====== Information provided

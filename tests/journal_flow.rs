// End-to-end journal workflow on a temporary directory.
use chrono::NaiveDate;
use daylog::config::Config;
use daylog::context::TestContext;
use daylog::error::JournalError;
use daylog::journal::Journal;
use daylog::storage::{DocumentStore, LocalStorage};
use daylog::tasks::{ShapeCheck, Transition};
use std::fs;

// Monday
fn today() -> NaiveDate {
    NaiveDate::from_ymd_opt(2026, 10, 19).unwrap()
}

fn journal(ctx: &TestContext) -> Journal<LocalStorage> {
    let config = Config {
        base: ctx.journal_dir().to_string_lossy().to_string(),
        locale: "en-US".to_string(),
        ..Config::default()
    };
    Journal::with_today(config, LocalStorage::for_context(ctx).unwrap(), today())
}

#[test]
fn test_day_page_created_from_template() {
    let ctx = TestContext::new();
    let j = journal(&ctx);

    let doc = j.page_for_day(0).unwrap();
    assert_eq!(doc.path, ctx.journal_dir().join("2026/10/19.md"));
    assert_eq!(doc.text, "# Monday, October 19, 2026\n\n");

    let doc = j.page_for_day(-19).unwrap();
    assert_eq!(doc.path, ctx.journal_dir().join("2026/09/30.md"));
    assert_eq!(doc.text, "# Wednesday, September 30, 2026\n\n");
}

#[test]
fn test_existing_page_is_not_overwritten() {
    let ctx = TestContext::new();
    let j = journal(&ctx);
    let doc = j.page_for_day(0).unwrap();
    fs::write(&doc.path, "# Mine\nkeep me\n").unwrap();
    assert_eq!(j.page_for_day(0).unwrap().text, "# Mine\nkeep me\n");
}

#[test]
fn test_quick_input_adds_task_to_target_day() {
    let ctx = TestContext::new();
    let j = journal(&ctx);

    let doc = j.load_page_for_input("tomorrow #task call the plumber #home").unwrap();
    assert_eq!(doc.path, ctx.journal_dir().join("2026/10/20.md"));
    assert_eq!(
        doc.text,
        "# Tuesday, October 20, 2026\n\n* [ ] call the plumber #home\n"
    );
    assert_eq!(fs::read_to_string(&doc.path).unwrap(), doc.text);
}

#[test]
fn test_memo_without_date_goes_to_today() {
    let ctx = TestContext::new();
    let j = journal(&ctx);

    let doc = j.load_page_for_input("task let's do this today").unwrap();
    assert_eq!(doc.path, ctx.journal_dir().join("2026/10/19.md"));
    assert!(doc.text.ends_with("\n- task let's do this today\n"));

    let doc = j.load_page_for_input("-1").unwrap();
    assert_eq!(doc.text, "# Sunday, October 18, 2026\n\n");
}

#[test]
fn test_unusable_input_creates_nothing() {
    let ctx = TestContext::new();
    let j = journal(&ctx);

    for raw in ["", "22-12", "#task"] {
        let err = j.load_page_for_input(raw).unwrap_err();
        assert!(JournalError::find_in(&err).is_some(), "{}", raw);
    }
    assert!(!ctx.journal_dir().exists());

    let err = j.page_for_day(i64::MAX).unwrap_err();
    assert!(matches!(
        JournalError::find_in(&err),
        Some(JournalError::UnresolvedInput(_))
    ));
}

#[test]
fn test_notes_and_weekly_pages() {
    let ctx = TestContext::new();
    let j = journal(&ctx);

    let note = j.create_note("Project Kickoff!").unwrap();
    assert_eq!(note.path, ctx.journal_dir().join("2026/10/19/project_kickoff.md"));
    assert_eq!(note.text, "# Project Kickoff!\n\n");

    let err = j.create_note(" ?! ").unwrap_err();
    assert_eq!(JournalError::find_in(&err), Some(&JournalError::EmptyInput));

    let week = j.page_for_week(0).unwrap();
    assert_eq!(week.path, ctx.journal_dir().join("2026/week-43.md"));
    assert_eq!(week.text, "# Week 43, 2026\n\n");
    let next = j.page_for_week(1).unwrap();
    assert_eq!(next.path, ctx.journal_dir().join("2026/week-44.md"));
}

#[test]
fn test_task_lifecycle_on_disk() {
    let ctx = TestContext::new();
    let j = journal(&ctx);
    let doc = j.load_page_for_input("today #task water plants").unwrap();

    let diags = j.scan_document(&doc);
    assert_eq!(diags.len(), 2);
    assert_eq!(diags[0].range.start.line, 2);

    assert!(j.apply_transition(&doc, 2, Transition::Complete).unwrap());
    let on_disk = fs::read_to_string(&doc.path).unwrap();
    assert!(on_disk.contains("* [x] water plants"));

    // `doc` still holds the open task; the file no longer does.
    let err = j.apply_transition(&doc, 2, Transition::Complete).unwrap_err();
    assert_eq!(
        JournalError::find_in(&err),
        Some(&JournalError::StaleMarker { line: 2 })
    );
    assert_eq!(
        JournalError::find_in(&err).unwrap().user_message(),
        "Task marker changed, please retry"
    );
}

#[test]
fn test_code_actions_execute_against_file() {
    let ctx = TestContext::new();
    let j = journal(&ctx);
    let doc = j.load_page_for_input("#task renew passport").unwrap();

    let cmds = j.code_actions(&doc);
    assert_eq!(cmds.len(), 2);
    assert!(cmds[0].arguments.0.starts_with("file://"));
    let shift = cmds.iter().find(|c| c.title == "Shift task to today").unwrap();
    assert!(j.execute(&doc, shift).unwrap());
    assert!(fs::read_to_string(&doc.path).unwrap().contains("* [>] renew passport"));
}

#[test]
fn test_journal_folder_holds_only_pages() {
    let ctx = TestContext::new();
    let j = journal(&ctx);
    let doc = j.load_page_for_input("#task renew passport").unwrap();
    assert!(j.apply_transition(&doc, 2, Transition::Complete).unwrap());
    j.page_for_day(0).unwrap();

    let names: Vec<String> = fs::read_dir(ctx.journal_dir().join("2026/10"))
        .unwrap()
        .map(|e| e.unwrap().file_name().to_string_lossy().to_string())
        .collect();
    assert_eq!(names, vec!["19.md".to_string()]);
}

#[test]
fn test_base_path_is_the_journal_folder() {
    let ctx = TestContext::new();
    let j = journal(&ctx);
    assert_eq!(j.base_path(), ctx.journal_dir());
    // Reporting the folder does not create it.
    assert!(!ctx.journal_dir().exists());

    let doc = j.page_for_day(0).unwrap();
    assert!(doc.path.starts_with(j.base_path()));
}

#[test]
fn test_lenient_store_tolerates_repeats() {
    let ctx = TestContext::new();
    let config = Config {
        base: ctx.journal_dir().to_string_lossy().to_string(),
        locale: "en-US".to_string(),
        ..Config::default()
    };
    let store = LocalStorage::for_context(&ctx).unwrap().with_check(ShapeCheck::Lenient);
    let j = Journal::with_today(config, store, today());
    let doc = j.load_page_for_input("#task stretch").unwrap();
    assert!(j.apply_transition(&doc, 2, Transition::Complete).unwrap());
    assert!(!j.apply_transition(&doc, 2, Transition::Complete).unwrap());
}

#[test]
fn test_saved_config_drives_the_journal() {
    let ctx = TestContext::new();
    let config = Config {
        base: ctx.journal_dir().to_string_lossy().to_string(),
        ext: "txt".to_string(),
        locale: "de-DE".to_string(),
        header_template: "%A".to_string(),
        page_template: "== {header} ==\n".to_string(),
        memo_template: "* {content}".to_string(),
        ..Config::default()
    };
    config.save(&ctx).unwrap();

    let loaded = Config::load(&ctx).unwrap();
    let j = Journal::with_today(loaded, LocalStorage::for_context(&ctx).unwrap(), today());
    let doc = j.load_page_for_input("yesterday anruf #arbeit").unwrap();
    assert_eq!(doc.path, ctx.journal_dir().join("2026/10/18.txt"));
    assert_eq!(doc.text, "== Sonntag ==\n* anruf #arbeit\n");
}

#[test]
fn test_store_trait_object_usable() {
    let ctx = TestContext::new();
    let storage = LocalStorage::for_context(&ctx).unwrap();
    let store: &dyn DocumentStore = &storage;
    let path = ctx.journal_dir().join("loose.md");
    let doc = store.load_or_create(&path, "x\n").unwrap();
    let doc = store.append_line(&doc, "y").unwrap();
    assert_eq!(doc.text, "x\ny\n");
}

============

- _Task goal_:
Above are the entries. Quote exactly the lines from the one bearing "assert_eq!(diags.len(), 2);" through the one bearing "let on_disk = fs::read_to_string(&doc.path).unwrap();".

- _Exercise result_:
    assert_eq!(diags.len(), 2);
    assert_eq!(diags[0].range.start.line, 2);

    assert!(j.apply_transition(&doc, 2, Transition::Complete).unwrap());
    let on_disk = fs::read_to_string(&doc.path).unwrap();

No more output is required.